Que lisons-nous ces temps-ci sous le clavier des croisés de la « bienveillance » positive et respectueuse ? Dans le désordre :
– il ne faut pas demander un » assis » au chien, c’est une positon inconfortable pour lui.
– Il ne faut pas demander de « couché » au chien, s’il veut le faire il
le fera de lui-même. En le lui demandant, nous lui ferions émettre un
signal qu’il n’a pas choisi de nous envoyer…
– Il ne faut pas jouer à des jeux de lancer ( balle, frisbee) qui
exciteraient les chiens sans leur permettre de « retour au calme » et
stimuleraient leur instinct de prédation pour en faire de dangereux
individus incontrôlables au premier passage d’un joggeur. De plus ces
jeux seraient grandement préjudiciables à leur squelette.
– Il ne faut pas nourrir dans une gamelle, jeter les croquettes au sol
afin qu’il passe une heure à renifler la moquette serait beaucoup plus
proche de leur nature de chien…
– Il ne faut pas mettre de collier au chien, cet instrument est beaucoup trop coercitif, il écrase horriblement la trachée…
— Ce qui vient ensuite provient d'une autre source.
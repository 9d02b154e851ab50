// SPDX-License-Identifier: (MIT OR Apache-2.0)
//! Error hints - suggestions for fixing common mistakes.
//!
//! Kept separate from the main parser to avoid clutter.

use guardcheck_ast::token::TokenKind;

/// Get a hint for an "expected X" error based on context.
pub fn for_expected(expected: &str, found: &TokenKind) -> Option<&'static str> {
    match (expected, found) {
        ("';'", TokenKind::RBrace) => Some("the last statement of a block still needs ';'"),
        ("';'", _) => Some("statements and field declarations end with ';'"),

        // Block hints
        ("'{'", _) => Some("blocks start with '{'"),
        ("'}'", TokenKind::Eof) => Some("every '{' needs a matching '}'"),

        // Parentheses and brackets
        ("'('", _) => Some("method calls and control statements need parentheses"),
        ("')'", TokenKind::Eof) => Some("add ')' to close the parenthesis"),
        ("']'", TokenKind::Eof) => Some("add ']' to close the bracket"),
        ("'>'", _) => Some("close the type argument list with '>'"),

        // Expression hints
        ("expression", TokenKind::Semi) => Some("statement is incomplete"),
        ("expression", _) => Some("try a value, variable, or method call"),
        ("end of expression", _) => Some("a guard names exactly one lock expression"),

        // Names and types
        ("a name", TokenKind::Int(_)) => Some("names can't start with a number"),
        ("a name", _) => Some("names start with a letter, '_' or '$'"),
        ("type", _) => Some("try a type like 'int', 'Object' or 'List<String>'"),
        (s, _) if s.starts_with("type declaration") => {
            Some("top-level declarations start with 'class', 'interface' or 'enum'")
        }

        _ => None,
    }
}
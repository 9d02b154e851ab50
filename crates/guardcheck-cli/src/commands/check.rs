// SPDX-License-Identifier: (MIT OR Apache-2.0)
//! `guardcheck check`: run the lock discipline rules over files.

use std::path::{Path, PathBuf};
use std::process;

use guardcheck_diagnostics::json::to_json_string;
use guardcheck_lint::{CheckOpts, Config, ConfigError};

use crate::{collect_java_files, output, show_diagnostics, CheckArgs, Format};

pub fn cmd_check(args: CheckArgs) {
    let root = Path::new(&args.path);
    let files: Vec<PathBuf> = if root.is_dir() {
        collect_java_files(root)
    } else {
        vec![root.to_path_buf()]
    };

    if files.is_empty() {
        eprintln!("{}: no .java files found in {}", output::error_label(), output::file_path(&args.path));
        process::exit(1);
    }

    let opts = match load_opts(&args, root) {
        Ok(opts) => opts,
        Err(e) => {
            eprintln!("{}: {}", output::error_label(), e);
            process::exit(1);
        }
    };
    log::debug!("checking {} files with {:?}", files.len(), opts);

    let mut total_errors = 0;
    let mut total_warnings = 0;
    let mut reports = Vec::new();

    for file in &files {
        let name = file.display().to_string();
        let source = match std::fs::read_to_string(file) {
            Ok(s) => s,
            Err(e) => {
                eprintln!("{}: reading {}: {}", output::error_label(), output::file_path(&name), e);
                total_errors += 1;
                continue;
            }
        };

        let report = guardcheck_lint::check(&source, &name, &opts);
        total_errors += report.error_count;
        total_warnings += report.warning_count;

        match args.format {
            Format::Human => show_diagnostics(&report.diagnostics, &report.source, &name, Format::Human),
            Format::Json => reports.push(report.to_json_report()),
        }
    }

    match args.format {
        Format::Json => println!("{}", to_json_string(&reports)),
        Format::Human if total_errors == 0 && total_warnings == 0 => {
            println!("{}", output::check_summary(0, 0));
        }
        Format::Human => eprintln!("{}", output::check_summary(total_errors, total_warnings)),
    }

    if total_errors > 0 {
        process::exit(1);
    }
}

/// Config file options, extended by command-line flags.
fn load_opts(args: &CheckArgs, root: &Path) -> Result<CheckOpts, ConfigError> {
    let config = match &args.config {
        Some(path) => Some(Config::load(path)?),
        None if root.is_dir() => Config::discover(root)?,
        None => match root.parent() {
            Some(dir) => Config::discover(dir)?,
            None => None,
        },
    };

    let mut opts = config.unwrap_or_default().into_opts();
    opts.rules.extend(args.rules.iter().cloned());
    opts.excludes.extend(args.excludes.iter().cloned());
    opts.unresolved_as_error |= args.unresolved_as_error;
    Ok(opts)
}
– Il ne faut pas demander au chien de nous regarder en lui apprenant
l’ordre « look », le focus sur le maître serait affreusement contre-nature
et abîmerait leurs cervicales.
–
Il faut laisser le chien vaquer à ses occupations comme il le souhaite
et sans interférer avec lui en promenade, c’est SON moment, au maître
de suivre sans rien demander.
– Il ne faut pas signifier un interdit au chien, ceci le plongerait dans un abîme d’incompréhension…
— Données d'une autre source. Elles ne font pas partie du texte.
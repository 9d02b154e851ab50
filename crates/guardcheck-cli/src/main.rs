// SPDX-License-Identifier: (MIT OR Apache-2.0)
//! guardcheck CLI.

mod commands;
mod help;
mod output;

use std::env;
use std::path::{Path, PathBuf};
use std::process;

use guardcheck_diagnostics::formatter::DiagnosticFormatter;
use guardcheck_diagnostics::json::{to_json_report, to_json_string};
use guardcheck_diagnostics::Diagnostic;

/// Output format for diagnostics.
#[derive(Debug, Clone, Copy, PartialEq, Eq)]
pub enum Format {
    Human,
    Json,
}

impl Format {
    fn parse(value: &str) -> Result<Self, String> {
        match value {
            "human" => Ok(Format::Human),
            "json" => Ok(Format::Json),
            other => Err(format!("unknown format `{}` (expected human or json)", other)),
        }
    }
}

/// Arguments of `guardcheck check`.
#[derive(Debug, PartialEq, Eq)]
pub struct CheckArgs {
    pub path: String,
    pub format: Format,
    pub rules: Vec<String>,
    pub excludes: Vec<String>,
    pub config: Option<PathBuf>,
    pub unresolved_as_error: bool,
}

fn parse_check_args(args: &[String]) -> Result<CheckArgs, String> {
    let mut path = None;
    let mut format = Format::Human;
    let mut rules = Vec::new();
    let mut excludes = Vec::new();
    let mut config = None;
    let mut unresolved_as_error = false;

    let mut iter = args.iter();
    while let Some(arg) = iter.next() {
        let mut value = |flag: &str| {
            iter.next()
                .cloned()
                .ok_or_else(|| format!("{} expects a value", flag))
        };
        match arg.as_str() {
            "--format" => format = Format::parse(&value("--format")?)?,
            "--json" => format = Format::Json,
            "--rule" => rules.push(value("--rule")?),
            "--exclude" => excludes.push(value("--exclude")?),
            "--config" => config = Some(PathBuf::from(value("--config")?)),
            "--unresolved-as-error" => unresolved_as_error = true,
            flag if flag.starts_with("--") => return Err(format!("unknown option `{}`", flag)),
            _ if path.is_some() => return Err(format!("unexpected argument `{}`", arg)),
            _ => path = Some(arg.clone()),
        }
    }

    Ok(CheckArgs {
        path: path.ok_or("missing <file|dir>")?,
        format,
        rules,
        excludes,
        config,
        unresolved_as_error,
    })
}

fn main() {
    env_logger::Builder::from_env(env_logger::Env::new().filter_or("GUARDCHECK_LOG", "warn"))
        .format_timestamp(None)
        .init();
    output::init();

    let args: Vec<String> = env::args().collect();
    if args.len() < 2 {
        help::print_usage();
        return;
    }

    match args[1].as_str() {
        "check" => match parse_check_args(&args[2..]) {
            Ok(check_args) => commands::check::cmd_check(check_args),
            Err(msg) => {
                eprintln!("{}: {}", output::error_label(), msg);
                help::print_check_usage();
                process::exit(1);
            }
        },
        "locks" => commands::inspect::cmd_locks(require_file(&args, "locks")),
        "parse" => commands::inspect::cmd_parse(require_file(&args, "parse")),
        "explain" => commands::explain::cmd_explain(require_file(&args, "explain")),
        "help" | "--help" | "-h" => help::print_usage(),
        "version" | "--version" | "-V" => println!("guardcheck {}", help::VERSION),
        other => {
            eprintln!("{}: unknown command `{}`", output::error_label(), other);
            eprintln!("Run `guardcheck help` for available commands.");
            process::exit(1);
        }
    }
}

fn require_file<'a>(args: &'a [String], command: &str) -> &'a str {
    match args.get(2) {
        Some(arg) => arg,
        None => {
            eprintln!("{}: missing argument", output::error_label());
            eprintln!("Usage: guardcheck {} <arg>", command);
            process::exit(1);
        }
    }
}

/// Read a source file, exiting with an error message on failure.
pub fn read_source(path: &str) -> String {
    match std::fs::read_to_string(path) {
        Ok(s) => s,
        Err(e) => {
            eprintln!("{}: reading {}: {}", output::error_label(), output::file_path(path), e);
            process::exit(1);
        }
    }
}

/// Print diagnostics for one file in the requested format.
pub fn show_diagnostics(diags: &[Diagnostic], source: &str, path: &str, format: Format) {
    match format {
        Format::Human => {
            let formatter = DiagnosticFormatter::new(source).with_file_name(path);
            for diag in diags {
                eprintln!("{}", formatter.format(diag));
            }
        }
        Format::Json => {
            println!("{}", to_json_string(&[to_json_report(diags, source, path)]));
        }
    }
}

/// All `.java` files under `dir`, sorted.
pub fn collect_java_files(dir: &Path) -> Vec<PathBuf> {
    let mut files = Vec::new();
    let Ok(entries) = std::fs::read_dir(dir) else {
        log::warn!("cannot read directory {}", dir.display());
        return files;
    };
    for entry in entries.flatten() {
        let path = entry.path();
        if path.is_dir() {
            files.extend(collect_java_files(&path));
        } else if path.extension().is_some_and(|ext| ext == "java") {
            files.push(path);
        }
    }
    files.sort();
    files
}
// SPDX-License-Identifier: (MIT OR Apache-2.0)
//! JSON diagnostic output for machine consumption.
//!
//! Each diagnostic carries exact locations (line/col) and the source line
//! it points at, so editors and scripts need not re-read the file.
//! Selected with `guardcheck check --format json`.

use serde::Serialize;

use guardcheck_ast::LineMap;

use crate::{codes::ErrorCodeRegistry, Diagnostic, LabelStyle, Severity};

/// The JSON report for one checked file.
#[derive(Debug, Serialize)]
pub struct DiagnosticReport {
    /// Schema version for forward compatibility.
    pub version: u32,
    /// The file that was checked.
    pub file: String,
    /// Whether the file produced no errors.
    pub success: bool,
    pub diagnostics: Vec<JsonDiagnostic>,
    pub error_count: usize,
    pub warning_count: usize,
}

/// A single diagnostic in JSON form, enriched with source context.
#[derive(Debug, Serialize)]
pub struct JsonDiagnostic {
    /// "error", "warning", or "note".
    pub severity: String,
    #[serde(skip_serializing_if = "Option::is_none")]
    pub code: Option<String>,
    /// Code category (e.g., "Syntax", "Locking").
    #[serde(skip_serializing_if = "Option::is_none")]
    pub category: Option<String>,
    pub message: String,
    /// Primary source location.
    #[serde(skip_serializing_if = "Option::is_none")]
    pub location: Option<SourceLocation>,
    pub labels: Vec<JsonLabel>,
    #[serde(skip_serializing_if = "Vec::is_empty")]
    pub notes: Vec<String>,
    #[serde(skip_serializing_if = "Option::is_none")]
    pub help: Option<String>,
}

/// A source location with line/column (1-based).
#[derive(Debug, Serialize)]
pub struct SourceLocation {
    pub line: usize,
    pub column: usize,
    pub byte_offset: usize,
    pub source_line: String,
}

/// A labeled span in JSON form.
#[derive(Debug, Serialize)]
pub struct JsonLabel {
    /// "primary" or "secondary".
    pub role: String,
    #[serde(skip_serializing_if = "Option::is_none")]
    pub message: Option<String>,
    pub start: LineCol,
    pub end: LineCol,
}

/// Line/column pair (1-based).
#[derive(Debug, Serialize)]
pub struct LineCol {
    pub line: usize,
    pub column: usize,
    pub byte_offset: usize,
}

/// Convert diagnostics for one file to a JSON report.
pub fn to_json_report(diagnostics: &[Diagnostic], source: &str, file: &str) -> DiagnosticReport {
    let registry = ErrorCodeRegistry::default();
    let line_map = LineMap::new(source);
    let ctx = JsonContext {
        source,
        line_map: &line_map,
        registry: &registry,
    };

    let error_count = diagnostics.iter().filter(|d| d.severity == Severity::Error).count();
    let warning_count = diagnostics
        .iter()
        .filter(|d| d.severity == Severity::Warning)
        .count();

    DiagnosticReport {
        version: 1,
        file: file.to_string(),
        success: error_count == 0,
        diagnostics: diagnostics.iter().map(|d| ctx.diagnostic(d)).collect(),
        error_count,
        warning_count,
    }
}

struct JsonContext<'a> {
    source: &'a str,
    line_map: &'a LineMap,
    registry: &'a ErrorCodeRegistry,
}

impl JsonContext<'_> {
    fn diagnostic(&self, diag: &Diagnostic) -> JsonDiagnostic {
        let severity = match diag.severity {
            Severity::Error => "error",
            Severity::Warning => "warning",
            Severity::Note => "note",
        };

        let code = diag.code.as_ref().map(|c| c.0.clone());
        let category = code
            .as_ref()
            .and_then(|c| self.registry.get(c))
            .map(|info| info.category.to_string());

        let location = diag.primary_span().map(|span| {
            let (line, column) = self.line_map.line_col(span.start);
            SourceLocation {
                line,
                column,
                byte_offset: span.start,
                source_line: self.line_map.line_text(self.source, line).unwrap_or("").to_string(),
            }
        });

        let labels = diag
            .labels
            .iter()
            .map(|l| JsonLabel {
                role: match l.style {
                    LabelStyle::Primary => "primary".to_string(),
                    LabelStyle::Secondary => "secondary".to_string(),
                },
                message: l.message.clone(),
                start: self.line_col(l.span.start),
                end: self.line_col(l.span.end),
            })
            .collect();

        JsonDiagnostic {
            severity: severity.to_string(),
            code,
            category,
            message: diag.message.clone(),
            location,
            labels,
            notes: diag.notes.clone(),
            help: diag.help.as_ref().map(|h| h.message.clone()),
        }
    }

    fn line_col(&self, offset: usize) -> LineCol {
        let (line, column) = self.line_map.line_col(offset);
        LineCol {
            line,
            column,
            byte_offset: offset,
        }
    }
}

/// Serialize reports to pretty JSON: a single object for one file, an
/// array otherwise.
pub fn to_json_string(reports: &[DiagnosticReport]) -> String {
    let result = match reports {
        [single] => serde_json::to_string_pretty(single),
        _ => serde_json::to_string_pretty(reports),
    };
    result.unwrap_or_else(|e| format!("{{\"error\": \"{}\"}}", e))
}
– Il ne faut pas demander à Mirza de descendre du canapé s’il y est
installé et manifeste en grognant qu’il n’a pas envie de partager.
Insister pour s’y assoir et l’en faire partir le rendrait directement
agressif la fois d’après. Mirza mordrait sans prévenir et il aurait
raison puisque son idiot d’humain n’a pas entendu son » inconfort »…
Si nous rassemblons en quelques lignes les injonctions distillées dans
differentes publications, nous percevons mieux ce qui est à l’oeuvre.
La déconstruction rapide et définitive de la relation chien-homme et
son remplacement par… »l’amour » d’un nouveau chien ( théorique)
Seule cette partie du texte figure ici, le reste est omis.